Damian Hinds, le ministre de l’Intérieur, a déclaré que la campagne soutenue par le gouvernement, appelée No Place to Hide, appelait à un « débat plus équilibré » sur la question. Dans le Times, il a ajouté : « Le risque existe que le cryptage de bout en bout, sans les capacités de sécurité adéquates, aveugle les entreprises et les forces de l’ordre, nous ramenant en arrière. Ni ce gouvernement, ni la société dans son ensemble ne peuvent accepter cela. »

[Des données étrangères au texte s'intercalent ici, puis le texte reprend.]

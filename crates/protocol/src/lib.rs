//! Wire types shared by the chunkyard upload server and its clients.
//!
//! Field names follow the legacy upload server JSON (`id`, `offset`,
//! `bytes`, `name`) so existing clients keep working.

pub mod constants;
pub mod messages;

pub use constants::{DEFAULT_CHUNK_SIZE, DEFAULT_PORT, NEW_SESSION_ID};
pub use messages::{ChunkAccepted, ErrorResponse, UploadCommitted, UploadDiscarded};
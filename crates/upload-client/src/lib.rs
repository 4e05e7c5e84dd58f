//! Resumable chunked upload client for chunkyard servers.
//!
//! Streams a local file to an upload server one chunk per request, follows
//! the server's reported offset on conflicts, and commits the session at
//! end of file.

pub mod client;

pub use client::{ClientError, PutOutcome, UploadClient};
//! API error type and its HTTP mapping.

use axum::Json;
use axum::http::StatusCode;
use axum::response::{IntoResponse, Response};
use chunkyard_protocol::ErrorResponse;
use chunkyard_protocol::constants::error_codes;
use chunkyard_transfer::TransferError;

/// Errors returned by request handlers.
#[derive(Debug, thiserror::Error)]
pub enum ApiError {
    #[error("bad request: {0}")]
    BadRequest(String),

    #[error(transparent)]
    Transfer(#[from] TransferError),

    #[error("internal error: {0}")]
    Internal(String),
}

/// Result type for API handlers.
pub type ApiResult<T> = Result<T, ApiError>;

impl ApiError {
    /// Error code for programmatic handling.
    pub fn code(&self) -> &'static str {
        match self {
            Self::BadRequest(_) => error_codes::BAD_REQUEST,
            Self::Internal(_) => error_codes::INTERNAL,
            Self::Transfer(e) => match e {
                TransferError::SessionNotFound(_) => error_codes::NOT_FOUND,
                TransferError::SessionExpired(_) => error_codes::EXPIRED,
                TransferError::OffsetConflict { .. } => error_codes::OFFSET_CONFLICT,
                TransferError::InvalidName(_) => error_codes::BAD_REQUEST,
                TransferError::Storage { .. }
                | TransferError::Initialization { .. }
                | TransferError::InvalidTtl(_) => error_codes::INTERNAL,
            },
        }
    }

    pub fn status_code(&self) -> StatusCode {
        match self {
            Self::BadRequest(_) => StatusCode::BAD_REQUEST,
            Self::Internal(_) => StatusCode::INTERNAL_SERVER_ERROR,
            Self::Transfer(e) => match e {
                TransferError::SessionNotFound(_) => StatusCode::NOT_FOUND,
                TransferError::SessionExpired(_) => StatusCode::GONE,
                TransferError::OffsetConflict { .. } => StatusCode::CONFLICT,
                TransferError::InvalidName(_) => StatusCode::BAD_REQUEST,
                TransferError::Storage { .. }
                | TransferError::Initialization { .. }
                | TransferError::InvalidTtl(_) => StatusCode::INTERNAL_SERVER_ERROR,
            },
        }
    }
}

impl IntoResponse for ApiError {
    fn into_response(self) -> Response {
        let status = self.status_code();

        // Filesystem details stay in the log.
        let body = if status.is_server_error() {
            tracing::error!("request failed: {self}");
            ErrorResponse::new(self.code(), "internal server error")
        } else {
            ErrorResponse::new(self.code(), self.to_string())
        };

        let body = match &self {
            Self::Transfer(TransferError::OffsetConflict { id, offset }) => {
                body.with_position(id.clone(), *offset)
            }
            _ => body,
        };

        (status, Json(body)).into_response()
    }
}
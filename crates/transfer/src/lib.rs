//! Upload-session lifecycle and chunk-assembly engine.
//!
//! A [`SessionRegistry`] maps opaque session ids to live [`UploadSession`]s.
//! Each session owns a [`ChunkStore`] directory under the registry's content
//! root where every accepted chunk is persisted as its own file, named by
//! its starting offset. Committing a session concatenates the chunks in
//! arrival order into a destination file and retires the session.
//!
//! All I/O here is blocking; async callers should run these operations on a
//! blocking thread.

mod chunked;
mod registry;
mod session;
mod validation;

use std::path::{Path, PathBuf};
use std::time::Duration;

pub use chunked::{Chunk, ChunkReader, ChunkStore};
pub use registry::SessionRegistry;
pub use session::{SessionState, UploadSession};
pub use validation::validate_destination_name;

/// How long a session accepts chunks after it was created: 24 hours.
pub const DEFAULT_SESSION_TTL: Duration = Duration::from_secs(24 * 60 * 60);

/// Errors produced by the transfer crate.
#[derive(Debug, thiserror::Error)]
pub enum TransferError {
    #[error("storage error: {op} {}: {source}", path.display())]
    Storage {
        op: &'static str,
        path: PathBuf,
        #[source]
        source: std::io::Error,
    },

    #[error("failed to initialize session directory {}: {source}", path.display())]
    Initialization {
        path: PathBuf,
        #[source]
        source: std::io::Error,
    },

    #[error("session not found: {0}")]
    SessionNotFound(String),

    #[error("session expired: {0}")]
    SessionExpired(String),

    #[error("offset conflict: session {id} is at offset {offset}")]
    OffsetConflict { id: String, offset: u64 },

    #[error("invalid destination name: {0}")]
    InvalidName(String),

    #[error("invalid session ttl: {0:?}")]
    InvalidTtl(Duration),
}

impl TransferError {
    pub(crate) fn storage(op: &'static str, path: &Path, source: std::io::Error) -> Self {
        Self::Storage {
            op,
            path: path.to_path_buf(),
            source,
        }
    }
}
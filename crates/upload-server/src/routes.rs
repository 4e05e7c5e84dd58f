//! Route configuration.

use std::sync::Arc;

use axum::Router;
use axum::extract::DefaultBodyLimit;
use axum::routing::{delete, get, put};
use chunkyard_protocol::constants::{ROUTE_DISCARD, ROUTE_HEALTH, ROUTE_UPLOAD_ITEM};
use chunkyard_transfer::SessionRegistry;
use tower_http::trace::TraceLayer;

use crate::handler;

/// Creates the application router.
///
/// `max_chunk_size` caps the request body of a single chunk upload.
pub fn create_router(registry: Arc<SessionRegistry>, max_chunk_size: usize) -> Router {
    Router::new()
        .route(
            ROUTE_UPLOAD_ITEM,
            put(handler::put_chunk).post(handler::commit),
        )
        .route(ROUTE_DISCARD, delete(handler::discard))
        .route(ROUTE_HEALTH, get(handler::health))
        .layer(DefaultBodyLimit::max(max_chunk_size))
        .layer(TraceLayer::new_for_http())
        .with_state(registry)
}
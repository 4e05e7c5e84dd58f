use std::path::{Path, PathBuf};
use std::sync::{Mutex, MutexGuard, PoisonError};

use chrono::{DateTime, TimeDelta, Utc};

use crate::TransferError;
use crate::chunked::ChunkStore;

/// Where a session is in its lifecycle.
///
/// Expiry is not a state: it is derived from the clock on every request.
#[derive(Debug, Clone, Copy, PartialEq, Eq)]
pub enum SessionState {
    /// Accepting chunks (unless expired).
    Active,
    /// Chunks assembled into the destination, storage removed.
    Committed,
    /// Explicitly cleaned up without committing.
    Discarded,
}

/// One in-progress upload (thread-safe).
///
/// Every mutating operation holds the session lock for its whole duration,
/// so concurrent requests for the same session are serialized and only one
/// of them can pass the offset check for a given offset.
pub struct UploadSession {
    id: String,
    created_at: DateTime<Utc>,
    expires_at: DateTime<Utc>,
    store: ChunkStore,
    inner: Mutex<SessionInner>,
}

struct SessionInner {
    state: SessionState,
    /// Bytes accepted so far; always the sum of the chunk lengths.
    offset: u64,
    /// Chunk files in arrival order.
    chunks: Vec<PathBuf>,
}

impl UploadSession {
    /// Creates a session with a fresh id and its storage directory
    /// `<content_root>/<id>`.
    pub(crate) fn initialize(content_root: &Path, ttl: TimeDelta) -> Result<Self, TransferError> {
        let id = uuid::Uuid::new_v4().to_string();
        let dir = content_root.join(&id);
        let store = ChunkStore::create(dir.clone())
            .map_err(|source| TransferError::Initialization { path: dir, source })?;

        let created_at = Utc::now();
        Ok(Self {
            id,
            created_at,
            expires_at: created_at + ttl,
            store,
            inner: Mutex::new(SessionInner {
                state: SessionState::Active,
                offset: 0,
                chunks: Vec::new(),
            }),
        })
    }

    fn lock(&self) -> MutexGuard<'_, SessionInner> {
        self.inner.lock().unwrap_or_else(PoisonError::into_inner)
    }

    /// Returns the session ID.
    pub fn id(&self) -> &str {
        &self.id
    }

    pub fn created_at(&self) -> DateTime<Utc> {
        self.created_at
    }

    pub fn expires_at(&self) -> DateTime<Utc> {
        self.expires_at
    }

    /// Directory holding this session's chunk files.
    pub fn storage_dir(&self) -> &Path {
        self.store.dir()
    }

    /// Bytes accepted so far, which is also the next offset a client must send.
    pub fn offset(&self) -> u64 {
        self.lock().offset
    }

    /// Chunk files in arrival order.
    pub fn chunks(&self) -> Vec<PathBuf> {
        self.lock().chunks.clone()
    }

    pub fn state(&self) -> SessionState {
        self.lock().state
    }

    /// Returns `true` once the validity window has elapsed.
    pub fn is_expired(&self) -> bool {
        self.is_expired_at(Utc::now())
    }

    pub fn is_expired_at(&self, now: DateTime<Utc>) -> bool {
        now > self.expires_at
    }

    /// Durably stores `data` as the chunk starting at `offset`.
    ///
    /// `offset` is the position the caller believes it is writing at; it
    /// must equal the session's current offset. Returns the new offset.
    /// On error the offset and chunk list are unchanged, so the same chunk
    /// can be resent. An empty chunk is acknowledged without storing
    /// anything.
    pub fn accept(&self, offset: u64, data: &[u8]) -> Result<u64, TransferError> {
        let mut inner = self.lock();

        if inner.state != SessionState::Active {
            return Err(TransferError::SessionNotFound(self.id.clone()));
        }
        if self.is_expired() {
            return Err(TransferError::SessionExpired(self.id.clone()));
        }
        if offset != inner.offset {
            return Err(TransferError::OffsetConflict {
                id: self.id.clone(),
                offset: inner.offset,
            });
        }

        // A stored empty chunk would share its file name with the next one.
        if data.is_empty() {
            return Ok(inner.offset);
        }

        let path = self.store.write_chunk(offset, data)?;
        inner.chunks.push(path);
        inner.offset += data.len() as u64;

        tracing::debug!(
            session = %self.id,
            offset,
            bytes = data.len(),
            "chunk accepted"
        );
        Ok(inner.offset)
    }

    /// Assembles all chunks into `destination` and removes the session's
    /// storage directory. Returns the total number of bytes written.
    ///
    /// Expired sessions may still be committed. If assembly fails the
    /// destination is not touched and the session keeps its chunks, so the
    /// commit can be retried.
    pub fn commit(&self, destination: &Path) -> Result<u64, TransferError> {
        let mut inner = self.lock();

        if inner.state != SessionState::Active {
            return Err(TransferError::SessionNotFound(self.id.clone()));
        }

        let total = self.store.assemble(&inner.chunks, destination)?;
        inner.state = SessionState::Committed;
        inner.chunks.clear();

        // The destination is complete at this point; a leftover directory
        // only costs disk space.
        if let Err(e) = self.store.remove() {
            tracing::warn!(session = %self.id, "failed to remove session storage: {e}");
        }

        tracing::info!(
            session = %self.id,
            bytes = total,
            destination = %destination.display(),
            "upload committed"
        );
        Ok(total)
    }

    /// Discards the session without committing, deleting its chunks.
    ///
    /// A committed or already discarded session is left as is.
    pub fn cleanup(&self) -> Result<(), TransferError> {
        let mut inner = self.lock();

        if inner.state != SessionState::Active {
            return Ok(());
        }

        self.store.remove()?;
        inner.state = SessionState::Discarded;
        inner.chunks.clear();

        tracing::info!(session = %self.id, offset = inner.offset, "upload discarded");
        Ok(())
    }
}

impl std::fmt::Debug for UploadSession {
    fn fmt(&self, f: &mut std::fmt::Formatter<'_>) -> std::fmt::Result {
        f.debug_struct("UploadSession")
            .field("id", &self.id)
            .field("expires_at", &self.expires_at)
            .field("storage_dir", &self.store.dir())
            .finish_non_exhaustive()
    }
}
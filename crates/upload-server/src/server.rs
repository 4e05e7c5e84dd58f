//! Upload HTTP server.
//!
//! Listens on a TCP port and serves the upload routes until its
//! cancellation token fires.

use std::net::SocketAddr;
use std::sync::Arc;
use std::sync::atomic::{AtomicBool, Ordering};
use std::time::Duration;

use chunkyard_transfer::SessionRegistry;
use tokio::net::TcpListener;
use tokio::sync::Mutex;
use tokio_util::sync::CancellationToken;

use crate::routes::create_router;
use crate::sweep::run_sweeper;
use crate::{DEFAULT_MAX_CHUNK_SIZE, ServerError};

/// Server configuration.
#[derive(Debug, Clone)]
pub struct ServerConfig {
    /// TCP port to listen on (0 = OS-assigned).
    pub port: u16,
    /// Largest accepted chunk body in bytes.
    pub max_chunk_size: usize,
    /// How often to purge expired sessions. `None` keeps them until they
    /// are committed or discarded.
    pub sweep_interval: Option<Duration>,
}

impl Default for ServerConfig {
    fn default() -> Self {
        Self {
            port: 0,
            max_chunk_size: DEFAULT_MAX_CHUNK_SIZE,
            sweep_interval: None,
        }
    }
}

/// The upload server.
pub struct UploadServer {
    config: ServerConfig,
    registry: Arc<SessionRegistry>,
    cancel: CancellationToken,
    local_addr: Mutex<Option<SocketAddr>>,
    running: AtomicBool,
}

impl UploadServer {
    /// Creates a new server serving `registry`.
    pub fn new(config: ServerConfig, registry: Arc<SessionRegistry>) -> Arc<Self> {
        Arc::new(Self {
            config,
            registry,
            cancel: CancellationToken::new(),
            local_addr: Mutex::new(None),
            running: AtomicBool::new(false),
        })
    }

    pub fn registry(&self) -> &Arc<SessionRegistry> {
        &self.registry
    }

    /// Returns the local address the server is listening on.
    ///
    /// Only available after [`run`](Self::run) binds the socket.
    pub async fn local_addr(&self) -> Option<SocketAddr> {
        *self.local_addr.lock().await
    }

    /// Returns the listening port (0 if not yet bound).
    pub async fn port(&self) -> u16 {
        self.local_addr.lock().await.map(|a| a.port()).unwrap_or(0)
    }

    /// Gracefully shuts down the server.
    pub fn shutdown(&self) {
        self.cancel.cancel();
    }

    /// Runs the server until [`shutdown`](Self::shutdown) is called.
    ///
    /// In-flight requests are allowed to finish.
    pub async fn run(self: &Arc<Self>) -> Result<(), ServerError> {
        if self.running.swap(true, Ordering::SeqCst) {
            return Err(ServerError::AlreadyRunning);
        }

        let addr: SocketAddr = ([0, 0, 0, 0], self.config.port).into();
        let listener = TcpListener::bind(addr).await?;

        let local_addr = listener.local_addr()?;
        *self.local_addr.lock().await = Some(local_addr);
        tracing::info!(
            content_root = %self.registry.content_root().display(),
            "upload server listening on {local_addr}"
        );

        if let Some(interval) = self.config.sweep_interval.filter(|i| !i.is_zero()) {
            tracing::info!(interval_secs = interval.as_secs(), "expired-session sweep enabled");
            tokio::spawn(run_sweeper(
                Arc::clone(&self.registry),
                interval,
                self.cancel.child_token(),
            ));
        }

        let router = create_router(Arc::clone(&self.registry), self.config.max_chunk_size);
        let cancel = self.cancel.clone();
        axum::serve(listener, router)
            .with_graceful_shutdown(async move { cancel.cancelled().await })
            .await?;

        tracing::info!("server shut down");
        Ok(())
    }
}

#[cfg(test)]
mod tests {
    use super::*;
    use chunkyard_protocol::{ChunkAccepted, UploadCommitted};

    async fn start(root: &std::path::Path) -> (Arc<UploadServer>, tokio::task::JoinHandle<()>) {
        let registry = Arc::new(SessionRegistry::new(root));
        let server = UploadServer::new(ServerConfig::default(), registry);
        let server2 = Arc::clone(&server);

        let handle = tokio::spawn(async move {
            server2.run().await.unwrap();
        });

        // Wait for the server to bind.
        for _ in 0..100 {
            if server.port().await > 0 {
                break;
            }
            tokio::time::sleep(Duration::from_millis(10)).await;
        }
        (server, handle)
    }

    #[tokio::test]
    async fn server_binds_dynamic_port() {
        let root = tempfile::tempdir().unwrap();
        let (server, handle) = start(root.path()).await;

        let port = server.port().await;
        assert!(port > 0, "should have bound to a dynamic port");
        assert!(server.local_addr().await.is_some());

        server.shutdown();
        handle.await.unwrap();
    }

    #[tokio::test]
    async fn server_rejects_second_run() {
        let root = tempfile::tempdir().unwrap();
        let (server, handle) = start(root.path()).await;

        let result = server.run().await;
        assert!(matches!(result, Err(ServerError::AlreadyRunning)));

        server.shutdown();
        handle.await.unwrap();
    }

    #[tokio::test]
    async fn server_round_trip_over_http() {
        let root = tempfile::tempdir().unwrap();
        let (server, handle) = start(root.path()).await;
        let base = format!("http://127.0.0.1:{}", server.port().await);
        let http = reqwest::Client::new();

        let ack: ChunkAccepted = http
            .put(format!("{base}/upload/0/0"))
            .body("AAAA")
            .send()
            .await
            .unwrap()
            .json()
            .await
            .unwrap();
        assert_eq!(ack.offset, 4);

        let ack: ChunkAccepted = http
            .put(format!("{base}/upload/{}/4", ack.id))
            .body("BB")
            .send()
            .await
            .unwrap()
            .json()
            .await
            .unwrap();
        assert_eq!(ack.offset, 6);

        let resp = http
            .post(format!("{base}/upload/{}/out.txt", ack.id))
            .send()
            .await
            .unwrap();
        assert!(resp.status().is_success());
        let committed: UploadCommitted = resp.json().await.unwrap();
        assert_eq!(committed.bytes, 6);
        assert_eq!(std::fs::read(root.path().join("out.txt")).unwrap(), b"AAAABB");

        server.shutdown();
        handle.await.unwrap();
    }
}
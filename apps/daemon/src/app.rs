//! Daemon commands: `serve` wires the registry into the HTTP server, `push`
//! drives the upload client.

use std::path::Path;
use std::sync::Arc;

use anyhow::Context;
use chunkyard_transfer::SessionRegistry;
use chunkyard_upload_client::UploadClient;
use chunkyard_upload_server::{ServerConfig, UploadServer};
use tokio_util::sync::CancellationToken;

use crate::config::Config;

/// Runs the upload server until ctrl-c.
pub async fn serve(config: Config) -> anyhow::Result<()> {
    std::fs::create_dir_all(&config.content_path)
        .with_context(|| format!("creating content path {}", config.content_path.display()))?;

    let registry = SessionRegistry::new(&config.content_path)
        .with_ttl(config.session_ttl())
        .context("invalid session_ttl_secs")?;

    let server_config = ServerConfig {
        port: config.port,
        max_chunk_size: config.max_chunk_size,
        sweep_interval: config.sweep_interval(),
    };
    let server = UploadServer::new(server_config, Arc::new(registry));

    let server_run = Arc::clone(&server);
    let mut task = tokio::spawn(async move { server_run.run().await });

    tokio::select! {
        res = &mut task => {
            res??;
            anyhow::bail!("server stopped unexpectedly");
        }
        _ = tokio::signal::ctrl_c() => {
            tracing::info!("SIGINT received, shutting down");
        }
    }

    server.shutdown();
    task.await??;

    let abandoned = server.registry().len();
    if abandoned > 0 {
        tracing::info!(sessions = abandoned, "uncommitted sessions left on disk");
    }
    Ok(())
}

/// Uploads `file` to the server at `server_url`.
pub async fn push(
    file: &Path,
    server_url: &str,
    name: Option<String>,
    chunk_size: usize,
) -> anyhow::Result<()> {
    let name = destination_name(file, name)?;
    let client = UploadClient::new(server_url)?;
    let cancel = CancellationToken::new();

    let upload = client.upload_file(file, &name, chunk_size, &cancel);
    tokio::pin!(upload);

    let result = tokio::select! {
        res = &mut upload => res,
        _ = tokio::signal::ctrl_c() => {
            tracing::info!("SIGINT received, cancelling upload");
            cancel.cancel();
            upload.await
        }
    };
    let receipt = result.with_context(|| format!("uploading {}", file.display()))?;

    tracing::info!(
        session = %receipt.id,
        bytes = receipt.bytes,
        name = %receipt.name,
        "pushed"
    );
    Ok(())
}

/// Explicit `--name`, or the file's own name.
fn destination_name(file: &Path, name: Option<String>) -> anyhow::Result<String> {
    match name {
        Some(name) => Ok(name),
        None => file
            .file_name()
            .and_then(|n| n.to_str())
            .map(str::to_string)
            .with_context(|| format!("cannot derive a name from {}; pass --name", file.display())),
    }
}

#[cfg(test)]
mod tests {
    use super::*;
    use std::path::PathBuf;

    #[test]
    fn destination_name_defaults_to_file_name() {
        let name = destination_name(&PathBuf::from("/tmp/video.mp4"), None).unwrap();
        assert_eq!(name, "video.mp4");
    }

    #[test]
    fn destination_name_prefers_explicit_name() {
        let name = destination_name(&PathBuf::from("/tmp/video.mp4"), Some("clip.mp4".into()))
            .unwrap();
        assert_eq!(name, "clip.mp4");
    }

    #[test]
    fn destination_name_requires_a_file_name() {
        assert!(destination_name(&PathBuf::from("/"), None).is_err());
    }

    #[tokio::test]
    async fn serve_rejects_zero_ttl() {
        let tmp = tempfile::tempdir().unwrap();
        let config = Config {
            content_path: tmp.path().join("content"),
            session_ttl_secs: 0,
            ..Config::default()
        };
        assert!(serve(config).await.is_err());
        // The content path is created before the registry is configured.
        assert!(tmp.path().join("content").is_dir());
    }

    #[tokio::test]
    async fn push_to_a_running_server() {
        let content = tempfile::tempdir().unwrap();
        let registry = Arc::new(SessionRegistry::new(content.path()));
        let server = UploadServer::new(ServerConfig::default(), registry);
        let server_run = Arc::clone(&server);
        let handle = tokio::spawn(async move { server_run.run().await });

        let port = loop {
            let p = server.port().await;
            if p > 0 {
                break p;
            }
            tokio::time::sleep(std::time::Duration::from_millis(10)).await;
        };

        let src = tempfile::tempdir().unwrap();
        let file = src.path().join("notes.txt");
        std::fs::write(&file, b"hello chunkyard").unwrap();

        push(&file, &format!("http://127.0.0.1:{port}"), None, 4)
            .await
            .unwrap();
        assert_eq!(
            std::fs::read(content.path().join("notes.txt")).unwrap(),
            b"hello chunkyard"
        );

        server.shutdown();
        handle.await.unwrap().unwrap();
    }
}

En réponse à l’ICO, la NSPCC a déclaré que le cryptage de bout en bout offrait des avantages en matière de protection de la vie privée, mais mettait les enfants en danger s’il était mal mis en œuvre. « C’est pourquoi la NSPCC souhaite que les entreprises évaluent les risques liés au cryptage de bout en bout et équilibrent les exigences de confidentialité et de sécurité de tous les utilisateurs, y compris les jeunes, afin de s’assurer qu’il est déployé dans le meilleur intérêt de l’enfant », a déclaré Andy Burrows, responsable de la politique de sécurité des enfants en ligne au sein de l’organisation caritative.